From the data below, return each line in which the string "CreatedAt" is found.

■ Stored data entries:

******

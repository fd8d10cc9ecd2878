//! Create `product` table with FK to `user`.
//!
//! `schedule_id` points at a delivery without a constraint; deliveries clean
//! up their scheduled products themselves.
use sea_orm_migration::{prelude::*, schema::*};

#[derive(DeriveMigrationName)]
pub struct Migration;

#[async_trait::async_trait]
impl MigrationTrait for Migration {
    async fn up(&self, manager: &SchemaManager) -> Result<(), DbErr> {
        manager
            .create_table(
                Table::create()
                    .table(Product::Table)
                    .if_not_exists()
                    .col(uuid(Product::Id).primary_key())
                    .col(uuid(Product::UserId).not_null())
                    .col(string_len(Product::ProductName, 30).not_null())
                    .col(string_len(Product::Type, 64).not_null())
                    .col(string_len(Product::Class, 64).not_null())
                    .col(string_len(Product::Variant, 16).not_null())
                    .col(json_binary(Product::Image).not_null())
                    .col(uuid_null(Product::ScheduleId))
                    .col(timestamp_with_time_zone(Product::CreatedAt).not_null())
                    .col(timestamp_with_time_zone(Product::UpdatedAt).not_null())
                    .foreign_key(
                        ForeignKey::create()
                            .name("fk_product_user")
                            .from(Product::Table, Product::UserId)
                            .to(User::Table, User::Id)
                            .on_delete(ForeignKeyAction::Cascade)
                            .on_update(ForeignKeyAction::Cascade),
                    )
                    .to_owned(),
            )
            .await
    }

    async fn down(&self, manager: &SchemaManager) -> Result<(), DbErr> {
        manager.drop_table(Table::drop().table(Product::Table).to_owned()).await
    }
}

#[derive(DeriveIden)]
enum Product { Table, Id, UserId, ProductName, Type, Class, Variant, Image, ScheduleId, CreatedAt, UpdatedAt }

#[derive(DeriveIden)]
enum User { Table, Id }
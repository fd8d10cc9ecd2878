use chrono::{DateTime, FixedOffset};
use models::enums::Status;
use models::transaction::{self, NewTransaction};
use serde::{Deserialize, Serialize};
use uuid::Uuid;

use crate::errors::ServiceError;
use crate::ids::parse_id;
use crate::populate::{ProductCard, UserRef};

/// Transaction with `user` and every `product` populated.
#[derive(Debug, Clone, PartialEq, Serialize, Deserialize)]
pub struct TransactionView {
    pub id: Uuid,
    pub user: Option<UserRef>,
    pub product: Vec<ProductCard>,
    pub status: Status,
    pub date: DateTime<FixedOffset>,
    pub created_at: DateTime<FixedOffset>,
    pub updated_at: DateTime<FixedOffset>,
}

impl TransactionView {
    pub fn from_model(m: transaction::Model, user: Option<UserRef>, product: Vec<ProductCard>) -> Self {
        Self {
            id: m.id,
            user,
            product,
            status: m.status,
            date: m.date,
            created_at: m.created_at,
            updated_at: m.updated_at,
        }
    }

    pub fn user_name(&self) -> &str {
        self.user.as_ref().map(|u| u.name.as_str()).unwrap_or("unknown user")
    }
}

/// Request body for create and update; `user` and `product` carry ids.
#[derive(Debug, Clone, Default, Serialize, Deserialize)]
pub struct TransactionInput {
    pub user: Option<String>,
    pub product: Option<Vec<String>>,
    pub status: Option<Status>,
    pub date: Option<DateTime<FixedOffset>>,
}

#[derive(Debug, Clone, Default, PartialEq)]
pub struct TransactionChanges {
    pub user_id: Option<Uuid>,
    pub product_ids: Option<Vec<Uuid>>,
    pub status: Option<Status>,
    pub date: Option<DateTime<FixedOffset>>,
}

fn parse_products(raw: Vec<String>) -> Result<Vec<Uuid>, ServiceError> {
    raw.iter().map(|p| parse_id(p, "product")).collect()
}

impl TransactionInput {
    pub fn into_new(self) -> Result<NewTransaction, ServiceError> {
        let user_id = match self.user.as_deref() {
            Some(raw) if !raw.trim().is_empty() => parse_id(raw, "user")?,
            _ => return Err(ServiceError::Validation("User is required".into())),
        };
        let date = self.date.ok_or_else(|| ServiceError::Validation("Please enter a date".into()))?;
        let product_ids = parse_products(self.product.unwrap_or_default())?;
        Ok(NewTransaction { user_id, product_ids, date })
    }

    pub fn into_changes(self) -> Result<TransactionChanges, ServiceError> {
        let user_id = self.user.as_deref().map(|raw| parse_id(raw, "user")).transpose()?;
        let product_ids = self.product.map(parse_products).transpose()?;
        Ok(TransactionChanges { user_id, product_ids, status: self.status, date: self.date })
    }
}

******

■ Task output:
                    .col(timestamp_with_time_zone(Product::CreatedAt).not_null())
enum Product { Table, Id, UserId, ProductName, Type, Class, Variant, Image, ScheduleId, CreatedAt, UpdatedAt }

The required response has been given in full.